Green gene: Researchers can easily see an edited gene in the zebrafish heart (arrow) because they tagged it with a green fluorescent protein.

A new gene-editing system allows researchers to rewrite lengthy stretches of DNA in zebrafish and identify the mutant fish with ease. Researchers can later remove the edited sequences from the fish¹.

The new technique harnesses the gene-editing power of either of two types of ‘protein scissors:’ CRISPR-CAS9 or TALENs. Researchers can use these tools to cut out a tiny stretch of zebrafish DNA and swap in an edited version of the same sequence.

The system, described 21 March in Developmental Cell, delivers the edited material on a circular piece of DNA called a plasmid, which can hold long sequences encoding entire genes as well as elements such as fluorescent tags.

The researchers made plasmids containing the edited versions of genes for skin pigmentation or heart function, and outfitted each plasmid with the blueprint for a fluorescent protein tag. Because zebrafish embryos are transparent, those that integrate a plasmid into their genomes glow under ultraviolet light.

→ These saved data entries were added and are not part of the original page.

//! HTTP client with builder pattern.
//!
//! A thin HTTP/1.1 layer over [`Dialer`]: every request dials a fresh
//! connection (resolve, select, connect, keep-alive), performs the hyper
//! handshake and reads the whole response body. A request whose dial or
//! send fails is redialed and sent once more. Plain `http://` only.
//!
//! # Example
//!
//! ```rust,ignore
//! use dialnet::client::Client;
//! use dialnet::config::DialerConfig;
//! use std::time::Duration;
//!
//! let client = Client::builder()
//!     .config(DialerConfig::default().with_connection_timeout(Duration::from_secs(3)))
//!     .timeout(Duration::from_secs(10))
//!     .build()?;
//!
//! let resp = client.get("http://example.com/").send().await?;
//! println!("{} {}", resp.status(), resp.text()?);
//! ```

use crate::base::neterror::NetError;
use crate::config::DialerConfig;
use crate::http::streamfactory::HttpStreamFactory;
use crate::http::HttpResponse;
use crate::socket::dialer::Dialer;
use bytes::Bytes;
use http::header::HOST;
use http::{HeaderValue, Method, Request, Response, Uri};
use http_body_util::Full;
use hyper::body::Incoming;
use std::sync::Arc;
use std::time::Duration;

const DEFAULT_PORT: u16 = 80;

/// HTTP client for making requests.
///
/// Use [`Client::builder()`] to configure and create a client.
#[derive(Debug, Clone)]
pub struct Client {
    factory: Arc<HttpStreamFactory>,
    timeout: Option<Duration>,
}

impl Client {
    /// Create a client with the given dialer settings.
    pub fn new(config: DialerConfig) -> Result<Self, NetError> {
        Self::builder().config(config).build()
    }

    /// Create a client on top of an already assembled dialer.
    pub fn with_dialer(dialer: Dialer) -> Self {
        Self {
            factory: Arc::new(HttpStreamFactory::new(dialer)),
            timeout: None,
        }
    }

    /// Create a new client builder.
    pub fn builder() -> ClientBuilder {
        ClientBuilder::default()
    }

    pub fn dialer(&self) -> &Dialer {
        self.factory.dialer()
    }

    /// Start building a GET request.
    pub fn get<U: AsRef<str>>(&self, url: U) -> RequestBuilder {
        self.request(Method::GET, url)
    }

    /// Start building a POST request.
    pub fn post<U: AsRef<str>>(&self, url: U) -> RequestBuilder {
        self.request(Method::POST, url)
    }

    /// Start building a request with custom method.
    pub fn request<U: AsRef<str>>(&self, method: Method, url: U) -> RequestBuilder {
        RequestBuilder {
            client: self.clone(),
            method,
            url: url.as_ref().to_string(),
            headers: http::HeaderMap::new(),
            body: Bytes::new(),
        }
    }

    /// Dial the request's host, send it and read the full response.
    ///
    /// The request URI must be absolute (`http://host[:port]/path`). It is
    /// rewritten to origin form and a `Host` header is added if missing.
    pub async fn send(&self, req: Request<Full<Bytes>>) -> Result<HttpResponse, NetError> {
        match self.timeout {
            Some(limit) => tokio::time::timeout(limit, self.execute(req))
                .await
                .map_err(|_| NetError::ConnectionTimedOut)?,
            None => self.execute(req).await,
        }
    }

    async fn execute(&self, req: Request<Full<Bytes>>) -> Result<HttpResponse, NetError> {
        let (address, req) = into_origin_form(req)?;
        tracing::debug!(method = %req.method(), address = %address, uri = %req.uri(), "sending request");

        let resp = match self.exchange(&address, req.clone()).await {
            Ok(resp) => resp,
            Err(e) => {
                tracing::debug!(address = %address, error = %e, "request failed, redialing once");
                self.exchange(&address, req).await?
            }
        };
        HttpResponse::from_hyper(resp).await
    }

    /// One dial plus one request on the fresh connection, up to the response head.
    async fn exchange(
        &self,
        address: &str,
        req: Request<Full<Bytes>>,
    ) -> Result<Response<Incoming>, NetError> {
        let mut stream = self.factory.request_stream(address).await?;
        stream.send_request(req).await
    }
}

/// Split an absolute-form request into its dial address and an origin-form request.
fn into_origin_form(req: Request<Full<Bytes>>) -> Result<(String, Request<Full<Bytes>>), NetError> {
    let (mut parts, body) = req.into_parts();

    match parts.uri.scheme_str() {
        Some("http") => {}
        Some(_) => return Err(NetError::InvalidArgument("only http:// URLs are supported")),
        None => return Err(NetError::InvalidArgument("request URI must be absolute")),
    }
    let authority = parts
        .uri
        .authority()
        .cloned()
        .ok_or(NetError::InvalidArgument("request URI has no host"))?;

    let host = authority.host();
    let port = authority.port_u16().unwrap_or(DEFAULT_PORT);
    let address = if host.contains(':') && !host.starts_with('[') {
        format!("[{host}]:{port}")
    } else {
        format!("{host}:{port}")
    };

    if !parts.headers.contains_key(HOST) {
        let value = HeaderValue::from_str(authority.as_str())
            .map_err(|_| NetError::InvalidArgument("request URI has an invalid host"))?;
        parts.headers.insert(HOST, value);
    }

    let path = parts
        .uri
        .path_and_query()
        .map(|pq| pq.as_str())
        .unwrap_or("/");
    parts.uri = path
        .parse::<Uri>()
        .map_err(|_| NetError::InvalidArgument("request URI has an invalid path"))?;

    Ok((address, Request::from_parts(parts, body)))
}

/// Builder for creating a [`Client`].
#[derive(Default)]
pub struct ClientBuilder {
    config: Option<DialerConfig>,
    timeout: Option<Duration>,
}

impl ClientBuilder {
    /// Set dialer settings.
    pub fn config(mut self, config: DialerConfig) -> Self {
        self.config = Some(config);
        self
    }

    /// Set an overall request timeout, covering the dial and the response body.
    pub fn timeout(mut self, timeout: Duration) -> Self {
        self.timeout = Some(timeout);
        self
    }

    /// Build the client. Fails if the dialer settings are invalid.
    pub fn build(self) -> Result<Client, NetError> {
        let dialer = Dialer::new(self.config.unwrap_or_default())?;
        Ok(Client {
            factory: Arc::new(HttpStreamFactory::new(dialer)),
            timeout: self.timeout,
        })
    }
}

/// Builder for a single request.
pub struct RequestBuilder {
    client: Client,
    method: Method,
    url: String,
    headers: http::HeaderMap,
    body: Bytes,
}

impl RequestBuilder {
    /// Add a header.
    pub fn header<K, V>(mut self, key: K, value: V) -> Self
    where
        K: http::header::IntoHeaderName,
        V: TryInto<HeaderValue>,
    {
        if let Ok(val) = value.try_into() {
            self.headers.insert(key, val);
        }
        self
    }

    /// Set request body.
    pub fn body<B: Into<Bytes>>(mut self, body: B) -> Self {
        self.body = body.into();
        self
    }

    /// Set JSON body.
    #[cfg(feature = "json")]
    pub fn json<T: serde::Serialize>(mut self, json: &T) -> Self {
        if let Ok(bytes) = serde_json::to_vec(json) {
            self.body = Bytes::from(bytes);
            self.headers.insert(
                http::header::CONTENT_TYPE,
                HeaderValue::from_static("application/json"),
            );
        }
        self
    }

    /// Send the request.
    pub async fn send(self) -> Result<HttpResponse, NetError> {
        let uri: Uri = self
            .url
            .parse()
            .map_err(|_| NetError::InvalidArgument("invalid URL"))?;

        let mut req = Request::builder()
            .method(self.method)
            .uri(uri)
            .body(Full::new(self.body))
            .map_err(|_| NetError::InvalidArgument("invalid request"))?;
        req.headers_mut().extend(self.headers);

        self.client.send(req).await
    }
}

This color cue allows researchers to easily detect the roughly 5 to 15 percent of embryos that express the edited gene. Previously, scientists had to sequence thousands of fish to find the few that had incorporated a new gene.

The plasmid also encodes a switch that ejects all or part of the swapped-in material. Inserting DNA ‘landing strips’ for a cutting enzyme called CRE allows scientists to remove all or part of a swapped-in sequence after injecting the enzyme.

Color clues:

Researchers tested the new system in fertilized eggs carrying a mutation in GOL, a gene that gives zebrafish their dark pigment. Using the TALENs tool, they snipped out the GOL mutation and used a plasmid to swap in a functional version of the gene with a fluorescent tag. This turned the mutant embryos from light gold to dark brown and caused them to glow green under ultraviolet light.

The fluorescent tag could be used in this way to speed studies of mutations that do not have obvious effects, the scientists say.

They also tested the system’s ability to turn genes off during certain stages of development. Using recently fertilized zebrafish eggs, they used TALENs to target a gene called KCNH6A, which plays a crucial role in the heart.

They were able to snip out KCNH6A using CRE and replace it with a nearly identical sequence containing a fluorescent tag. They then cut out the replacement gene so that the fish carrying it no longer glowed; these fish also developed lethal heart defects.

The system cuts down the time and resources needed to identify fish carrying edited genes. It could also help to reveal the effects of autism-linked mutations during specific phases of zebrafish development.